[Records contained in a dataset]
+++
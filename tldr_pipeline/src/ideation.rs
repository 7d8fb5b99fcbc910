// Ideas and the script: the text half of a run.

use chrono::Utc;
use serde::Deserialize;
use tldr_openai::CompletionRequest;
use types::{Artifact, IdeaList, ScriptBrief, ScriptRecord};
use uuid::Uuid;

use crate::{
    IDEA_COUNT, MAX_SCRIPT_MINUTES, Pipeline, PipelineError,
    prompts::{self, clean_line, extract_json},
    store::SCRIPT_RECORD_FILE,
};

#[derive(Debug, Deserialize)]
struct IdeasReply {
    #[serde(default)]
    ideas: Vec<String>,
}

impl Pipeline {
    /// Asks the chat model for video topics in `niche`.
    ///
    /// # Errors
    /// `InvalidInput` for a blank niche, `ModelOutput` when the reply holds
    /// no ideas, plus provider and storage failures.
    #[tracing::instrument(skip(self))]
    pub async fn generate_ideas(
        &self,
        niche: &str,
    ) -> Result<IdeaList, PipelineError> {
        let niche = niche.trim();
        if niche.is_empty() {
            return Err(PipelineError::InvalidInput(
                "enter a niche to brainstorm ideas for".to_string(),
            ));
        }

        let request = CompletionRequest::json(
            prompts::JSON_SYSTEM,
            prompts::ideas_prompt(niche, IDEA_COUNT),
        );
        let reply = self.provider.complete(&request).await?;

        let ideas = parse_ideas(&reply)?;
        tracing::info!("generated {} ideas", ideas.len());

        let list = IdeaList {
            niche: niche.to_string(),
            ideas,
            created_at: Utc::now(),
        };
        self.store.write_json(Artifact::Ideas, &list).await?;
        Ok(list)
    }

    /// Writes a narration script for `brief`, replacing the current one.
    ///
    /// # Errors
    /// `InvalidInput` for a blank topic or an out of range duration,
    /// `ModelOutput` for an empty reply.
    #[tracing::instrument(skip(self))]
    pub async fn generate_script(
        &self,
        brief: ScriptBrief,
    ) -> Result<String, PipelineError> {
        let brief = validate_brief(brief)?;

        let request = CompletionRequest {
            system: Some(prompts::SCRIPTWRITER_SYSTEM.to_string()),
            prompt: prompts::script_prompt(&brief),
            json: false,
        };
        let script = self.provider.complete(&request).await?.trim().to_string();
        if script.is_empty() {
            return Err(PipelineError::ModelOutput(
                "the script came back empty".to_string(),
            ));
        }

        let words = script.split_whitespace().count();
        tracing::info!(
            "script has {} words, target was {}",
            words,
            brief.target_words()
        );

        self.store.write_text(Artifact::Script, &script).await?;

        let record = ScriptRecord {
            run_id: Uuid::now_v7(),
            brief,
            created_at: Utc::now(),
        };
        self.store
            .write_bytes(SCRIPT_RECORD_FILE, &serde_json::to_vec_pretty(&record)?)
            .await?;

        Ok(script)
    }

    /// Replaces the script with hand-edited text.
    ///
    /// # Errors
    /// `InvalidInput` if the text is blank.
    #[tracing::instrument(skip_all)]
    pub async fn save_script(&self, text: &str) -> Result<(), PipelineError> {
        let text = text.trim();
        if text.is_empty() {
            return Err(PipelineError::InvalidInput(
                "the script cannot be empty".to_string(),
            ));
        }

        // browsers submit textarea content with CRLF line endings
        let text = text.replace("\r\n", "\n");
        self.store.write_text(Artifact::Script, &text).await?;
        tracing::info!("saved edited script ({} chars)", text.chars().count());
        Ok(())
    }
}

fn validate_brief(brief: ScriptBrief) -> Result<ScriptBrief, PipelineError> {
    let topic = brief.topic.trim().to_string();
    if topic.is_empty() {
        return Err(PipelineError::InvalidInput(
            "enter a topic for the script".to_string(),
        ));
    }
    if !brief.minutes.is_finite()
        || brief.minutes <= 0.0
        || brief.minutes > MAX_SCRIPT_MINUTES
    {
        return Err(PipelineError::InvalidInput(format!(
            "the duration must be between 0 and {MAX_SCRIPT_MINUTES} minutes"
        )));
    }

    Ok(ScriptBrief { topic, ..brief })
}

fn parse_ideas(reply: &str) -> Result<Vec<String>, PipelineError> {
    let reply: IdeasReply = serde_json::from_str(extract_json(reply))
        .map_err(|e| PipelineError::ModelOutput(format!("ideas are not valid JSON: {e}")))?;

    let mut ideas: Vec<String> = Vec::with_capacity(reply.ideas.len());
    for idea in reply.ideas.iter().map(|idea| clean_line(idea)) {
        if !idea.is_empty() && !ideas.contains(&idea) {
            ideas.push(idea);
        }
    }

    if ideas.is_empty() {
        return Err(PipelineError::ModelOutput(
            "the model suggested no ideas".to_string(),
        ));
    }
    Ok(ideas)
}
+++
__Exercise prompt__
Each record is to be repeated word for word, with none skipped.

__Task output__
filename tldr_pipeline/src/ideation.rs
repository 7d8fb5b99fcbc910
// Ideas and the script: the text half of a run.

use chrono::Utc;
use serde::Deserialize;
use tldr_openai::CompletionRequest;
use types::{Artifact, IdeaList, ScriptBrief, ScriptRecord};
use uuid::Uuid;

use crate::{
    IDEA_COUNT, MAX_SCRIPT_MINUTES, Pipeline, PipelineError,
    prompts::{self, clean_line, extract_json},
    store::SCRIPT_RECORD_FILE,
};

#[derive(Debug, Deserialize)]
struct IdeasReply {
    #[serde(default)]
    ideas: Vec<String>,
}

impl Pipeline {
    /// Asks the chat model for video topics in `niche`.
    ///
    /// # Errors
    /// `InvalidInput` for a blank niche, `ModelOutput` when the reply holds
    /// no ideas, plus provider and storage failures.
    #[tracing::instrument(skip(self))]
    pub async fn generate_ideas(
        &self,
        niche: &str,
    ) -> Result<IdeaList, PipelineError> {
        let niche = niche.trim();
        if niche.is_empty() {
            return Err(PipelineError::InvalidInput(
                "enter a niche to brainstorm ideas for".to_string(),
            ));
        }

        let request = CompletionRequest::json(
            prompts::JSON_SYSTEM,
            prompts::ideas_prompt(niche, IDEA_COUNT),
        );
        let reply = self.provider.complete(&request).await?;

        let ideas = parse_ideas(&reply)?;
        tracing::info!("generated {} ideas", ideas.len());

        let list = IdeaList {
            niche: niche.to_string(),
            ideas,
            created_at: Utc::now(),
        };
        self.store.write_json(Artifact::Ideas, &list).await?;
        Ok(list)
    }

    /// Writes a narration script for `brief`, replacing the current one.
    ///
    /// # Errors
    /// `InvalidInput` for a blank topic or an out of range duration,
    /// `ModelOutput` for an empty reply.
    #[tracing::instrument(skip(self))]
    pub async fn generate_script(
        &self,
        brief: ScriptBrief,
    ) -> Result<String, PipelineError> {
        let brief = validate_brief(brief)?;

        let request = CompletionRequest {
            system: Some(prompts::SCRIPTWRITER_SYSTEM.to_string()),
            prompt: prompts::script_prompt(&brief),
            json: false,
        };
        let script = self.provider.complete(&request).await?.trim().to_string();
        if script.is_empty() {
            return Err(PipelineError::ModelOutput(
                "the script came back empty".to_string(),
            ));
        }

        let words = script.split_whitespace().count();
        tracing::info!(
            "script has {} words, target was {}",
            words,
            brief.target_words()
        );

        self.store.write_text(Artifact::Script, &script).await?;

        let record = ScriptRecord {
            run_id: Uuid::now_v7(),
            brief,
            created_at: Utc::now(),
        };
        self.store
            .write_bytes(SCRIPT_RECORD_FILE, &serde_json::to_vec_pretty(&record)?)
            .await?;

        Ok(script)
    }

    /// Replaces the script with hand-edited text.
    ///
    /// # Errors
    /// `InvalidInput` if the text is blank.
    #[tracing::instrument(skip_all)]
    pub async fn save_script(&self, text: &str) -> Result<(), PipelineError> {
        let text = text.trim();
        if text.is_empty() {
            return Err(PipelineError::InvalidInput(
                "the script cannot be empty".to_string(),
            ));
        }

        // browsers submit textarea content with CRLF line endings
        let text = text.replace("\r\n", "\n");
        self.store.write_text(Artifact::Script, &text).await?;
        tracing::info!("saved edited script ({} chars)", text.chars().count());
        Ok(())
    }
}

fn validate_brief(brief: ScriptBrief) -> Result<ScriptBrief, PipelineError> {
    let topic = brief.topic.trim().to_string();
    if topic.is_empty() {
        return Err(PipelineError::InvalidInput(
            "enter a topic for the script".to_string(),
        ));
    }
    if !brief.minutes.is_finite()
        || brief.minutes <= 0.0
        || brief.minutes > MAX_SCRIPT_MINUTES
    {
        return Err(PipelineError::InvalidInput(format!(
            "the duration must be between 0 and {MAX_SCRIPT_MINUTES} minutes"
        )));
    }

    Ok(ScriptBrief { topic, ..brief })
}

fn parse_ideas(reply: &str) -> Result<Vec<String>, PipelineError> {
    let reply: IdeasReply = serde_json::from_str(extract_json(reply))
        .map_err(|e| PipelineError::ModelOutput(format!("ideas are not valid JSON: {e}")))?;

    let mut ideas: Vec<String> = Vec::with_capacity(reply.ideas.len());
    for idea in reply.ideas.iter().map(|idea| clean_line(idea)) {
        if !idea.is_empty() && !ideas.contains(&idea) {
            ideas.push(idea);
        }
    }

    if ideas.is_empty() {
        return Err(PipelineError::ModelOutput(
            "the model suggested no ideas".to_string(),
        ));
    }
    Ok(ideas)
}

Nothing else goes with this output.